Kindergarten and elementary pupils of Baguio Pines Family Learning Center here wrote more than 60 letters, many illustrated with trees and stick figures using crayons, asking Mr. Duterte to stop developers from touching the tree park classified as an “investment area” of its owner, the Government Service Insurance System (GSIS).
In a Feb. 4 reply, Jesus Clint Aranas, GSIS president, said the agency “will neither sell the land where the park stands nor allow it to be converted into a commercial area by any party.”
Concern for environment
“They can heave a sigh of relief because the GSIS property will remain the home of these beautiful trees,” Aranas said in a statement posted on the pension fund’s website.
“We all share the same concern for the environment. If we are responsible stewards of God’s gifts, then we will surely reap the rewards such as having cool, clean and fresh air.”
Should the Baguio government again offer to buy the pine tree stand given the GSIS’ latest assurance, the City Environment and Parks Management Office (Cepmo) was prepared to treat the soil and replace infested trees to protect the woodland, Ruben Cervantes, city environmental officer, said on Monday.
It is the biggest patch of trees in an area surrounded by the summer courthouses of the Supreme Court and the Court of Appeals; Luneta Hill, which is now occupied by a shopping mall; a convention center; and the University of the Philippines (UP) Baguio.
However, its pine tree population had been reduced from 800 to over 500, half of which suffered from Ips calligraphus infestation, according to a UP team.
Home to birds
Cervantes said city foresters tried to contain the infestation by cutting and burning down infected trees in 2014 when their help was sought by the GSIS.
Around 24 bird species, like warblers, thrushes and the brown shrike, as well as grassland animals, are found in the tree park, according to the UP team.
These animals might be driven away because of man-made pollution when people started using the park as a toilet, so it would be Cepmo’s task to clean up once city foresters acquired control over the area, Cervantes said.

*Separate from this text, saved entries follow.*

use std::collections::HashSet;

use rusqlite::Connection;

use super::SqlFilter;
use crate::db::DatabaseError;

/// Metadata tables carrying a `sharing` JSON column.
#[derive(Debug, Clone, Copy, PartialEq, Eq)]
pub enum SharedTable {
    TrackedEntityType,
    Program,
    ProgramStage,
    RelationshipType,
}

impl SharedTable {
    fn table_and_id(&self) -> (&'static str, &'static str) {
        match self {
            Self::TrackedEntityType => ("trackedentitytype", "trackedentitytypeid"),
            Self::Program => ("program", "programid"),
            Self::ProgramStage => ("programstage", "programstageid"),
            Self::RelationshipType => ("relationshiptype", "relationshiptypeid"),
        }
    }
}

/// Internal ids of rows in `table` the user may read data of: public access
/// absent or matching `__r%`, or a matching user entry, or (only when the
/// user belongs to groups) a matching group entry.
pub fn data_readable_ids(
    conn: &Connection,
    table: SharedTable,
    user_uid: &str,
    user_groups: &[String],
) -> Result<HashSet<i64>, DatabaseError> {
    let (name, id_column) = table.table_and_id();
    let mut filter = SqlFilter::new();
    let user = filter.bind(user_uid.to_string());

    let mut grants = vec![
        "json_extract(t.sharing, '$.public') IS NULL".to_string(),
        "json_extract(t.sharing, '$.public') LIKE '__r%'".to_string(),
        format!("json_extract(t.sharing, '$.users.\"' || {user} || '\".access') LIKE '__r%'"),
    ];
    if !user_groups.is_empty() {
        let groups = filter.bind_all(user_groups.iter().cloned());
        grants.push(format!(
            "EXISTS (SELECT 1 FROM json_each(t.sharing, '$.userGroups') g
              WHERE g.key IN ({groups}) AND json_extract(g.value, '$.access') LIKE '__r%')"
        ));
    }
    filter.and(format!("({})", grants.join(" OR ")));

    let sql = format!(
        "SELECT t.{id_column} FROM {name} t WHERE 1=1{}",
        filter.sql_suffix()
    );
    let mut stmt = conn.prepare(&sql)?;
    let rows = stmt.query_map(filter.param_refs().as_slice(), |row| row.get::<_, i64>(0))?;
    rows.map(|r| r.map_err(DatabaseError::from)).collect()
}
use chrono::NaiveDateTime;
use serde::{Deserialize, Serialize};

use super::enums::EnrollmentStatus;
use super::event::Event;
use super::metadata::Program;
use super::org_unit::OrganisationUnit;
use super::relationship::Relationship;
use super::tracked_entity::{TrackedEntity, TrackedEntityAttributeValue};

#[derive(Debug, Clone, PartialEq, Eq, Serialize, Deserialize)]
#[serde(rename_all = "camelCase")]
pub struct UserInfo {
    pub uid: String,
    pub username: String,
}

#[derive(Debug, Clone, PartialEq, Eq, Serialize, Deserialize)]
#[serde(rename_all = "camelCase")]
pub struct Note {
    pub uid: String,
    pub value: String,
    pub stored_by: Option<String>,
    pub created: Option<NaiveDateTime>,
}

/// A tracked entity's participation in one program.
///
/// Values read from the store carry the full tracked entity. Values handed
/// out by the export services are sanitized: the tracked entity is reduced
/// to a reference and `events`, `relationship_items` and `attributes` are
/// `Some` only when they were requested.
#[derive(Debug, Clone, PartialEq, Eq, Serialize, Deserialize)]
#[serde(rename_all = "camelCase")]
pub struct Enrollment {
    pub id: i64,
    pub uid: String,
    pub tracked_entity: Option<TrackedEntity>,
    pub program: Program,
    pub org_unit: OrganisationUnit,
    pub geometry: Option<String>,
    pub created: Option<NaiveDateTime>,
    pub created_at_client: Option<NaiveDateTime>,
    pub last_updated: Option<NaiveDateTime>,
    pub last_updated_at_client: Option<NaiveDateTime>,
    pub status: EnrollmentStatus,
    pub enrollment_date: Option<NaiveDateTime>,
    pub occurred_date: Option<NaiveDateTime>,
    pub follow_up: bool,
    pub completed_date: Option<NaiveDateTime>,
    pub completed_by: Option<String>,
    pub stored_by: Option<String>,
    pub created_by: Option<UserInfo>,
    pub last_updated_by: Option<UserInfo>,
    pub deleted: bool,
    pub notes: Vec<Note>,
    #[serde(skip_serializing_if = "Option::is_none")]
    pub events: Option<Vec<Event>>,
    #[serde(skip_serializing_if = "Option::is_none")]
    pub relationship_items: Option<Vec<Relationship>>,
    #[serde(skip_serializing_if = "Option::is_none")]
    pub attributes: Option<Vec<TrackedEntityAttributeValue>>,
}

impl Enrollment {
    pub fn tracked_entity_uid(&self) -> Option<&str> {
        self.tracked_entity.as_ref().map(|te| te.uid.as_str())
    }
}
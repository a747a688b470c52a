//! Immutable analytics request assembled from criteria.

use std::collections::BTreeSet;

use chrono::NaiveDate;

use super::criteria::AnalyticsQueryCriteria;
use super::dimension::{dimension_key, normalize};
use crate::error::TrackerError;
use crate::models::enums::{EndpointAction, EndpointItem, OutputType};

#[derive(Debug, Clone, PartialEq, Eq)]
pub struct EventDataQueryRequest {
    endpoint_item: EndpointItem,
    endpoint_action: EndpointAction,
    dimension: BTreeSet<BTreeSet<String>>,
    filter: BTreeSet<BTreeSet<String>>,
    stage: Option<String>,
    output_type: Option<OutputType>,
    total_pages: bool,
    page: Option<i32>,
    page_size: Option<i32>,
    asc: BTreeSet<String>,
    desc: BTreeSet<String>,
    headers: BTreeSet<String>,
    include_deleted: bool,
    include_metadata_details: bool,
    display_property: Option<String>,
    relative_period_date: Option<NaiveDate>,
}

impl EventDataQueryRequest {
    pub fn builder() -> EventDataQueryRequestBuilder {
        EventDataQueryRequestBuilder::default()
    }

    pub fn endpoint_item(&self) -> EndpointItem {
        self.endpoint_item
    }

    pub fn endpoint_action(&self) -> EndpointAction {
        self.endpoint_action
    }

    pub fn dimension(&self) -> &BTreeSet<BTreeSet<String>> {
        &self.dimension
    }

    pub fn filter(&self) -> &BTreeSet<BTreeSet<String>> {
        &self.filter
    }

    pub fn stage(&self) -> Option<&str> {
        self.stage.as_deref()
    }

    pub fn output_type(&self) -> Option<OutputType> {
        self.output_type
    }

    pub fn is_total_pages(&self) -> bool {
        self.total_pages
    }

    pub fn page(&self) -> Option<i32> {
        self.page
    }

    pub fn page_size(&self) -> Option<i32> {
        self.page_size
    }

    pub fn asc(&self) -> &BTreeSet<String> {
        &self.asc
    }

    pub fn desc(&self) -> &BTreeSet<String> {
        &self.desc
    }

    pub fn headers(&self) -> &BTreeSet<String> {
        &self.headers
    }

    pub fn include_deleted(&self) -> bool {
        self.include_deleted
    }

    pub fn include_metadata_details(&self) -> bool {
        self.include_metadata_details
    }

    pub fn display_property(&self) -> Option<&str> {
        self.display_property.as_deref()
    }

    pub fn relative_period_date(&self) -> Option<NaiveDate> {
        self.relative_period_date
    }
}

#[derive(Debug, Default)]
pub struct EventDataQueryRequestBuilder {
    criteria: Option<AnalyticsQueryCriteria>,
}

impl EventDataQueryRequestBuilder {
    pub fn from_criteria(mut self, criteria: &AnalyticsQueryCriteria) -> Self {
        self.criteria = Some(criteria.clone());
        self
    }

    pub fn build(self) -> Result<EventDataQueryRequest, TrackerError> {
        let criteria = self
            .criteria
            .ok_or_else(|| TrackerError::bad_request("No criteria given for analytics request"))?;
        validate(&criteria)?;

        let filter = if criteria.filter.is_empty() {
            BTreeSet::new()
        } else {
            BTreeSet::from([criteria.filter.clone()])
        };

        Ok(EventDataQueryRequest {
            endpoint_item: criteria.endpoint_item,
            endpoint_action: criteria.endpoint_action,
            dimension: normalize(&criteria),
            filter,
            stage: criteria.stage,
            output_type: criteria.output_type,
            total_pages: criteria.total_pages,
            page: criteria.page,
            page_size: criteria.page_size,
            asc: criteria.asc,
            desc: criteria.desc,
            headers: criteria.headers,
            include_deleted: criteria.include_deleted,
            include_metadata_details: criteria.include_metadata_details,
            display_property: criteria.display_property,
            relative_period_date: criteria.relative_period_date,
        })
    }
}

fn validate(criteria: &AnalyticsQueryCriteria) -> Result<(), TrackerError> {
    for value in criteria.dimension.iter().chain(&criteria.filter) {
        if dimension_key(value).trim().is_empty() {
            return Err(TrackerError::bad_request(format!(
                "Dimension is missing an identifier: {value}"
            )));
        }
    }

    let dimension_keys: BTreeSet<&str> = criteria.dimension.iter().map(|d| dimension_key(d)).collect();
    if let Some(key) = criteria
        .filter
        .iter()
        .map(|f| dimension_key(f))
        .find(|k| dimension_keys.contains(k))
    {
        return Err(TrackerError::bad_request(format!(
            "Dimensions cannot be specified as dimension and filter simultaneously: {key}"
        )));
    }

    if let Some(column) = criteria.asc.intersection(&criteria.desc).next() {
        return Err(TrackerError::bad_request(format!(
            "Column cannot be sorted both ascending and descending: {column}"
        )));
    }

    if criteria.page.is_some_and(|p| p < 1) {
        return Err(TrackerError::bad_request("Page number must be a positive number"));
    }
    if criteria.page_size.is_some_and(|s| s < 0) {
        return Err(TrackerError::bad_request("Page size must be zero or a positive number"));
    }
    Ok(())
}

The city government succeeded in blocking plans to lease the park to a developer in 2008 due to a public outcry.
But it failed to work out a deal with the GSIS, which was willing to sell the tree park for P400 million in 2016, and again for P670 million in November 2017.
Mayor Mauricio Domogan last month said the GSIS was no longer willing to sell the property.
But Aranas said he was optimistic that the negotiations with the city government to buy the lot would “finally come to a fruitful resolution.”
“I hope the good mayor would understand that the value of a property appreciates over time. In any decision, investment or otherwise, we have to ensure that this will help grow our funds to benefit our members and pensioners,” he said.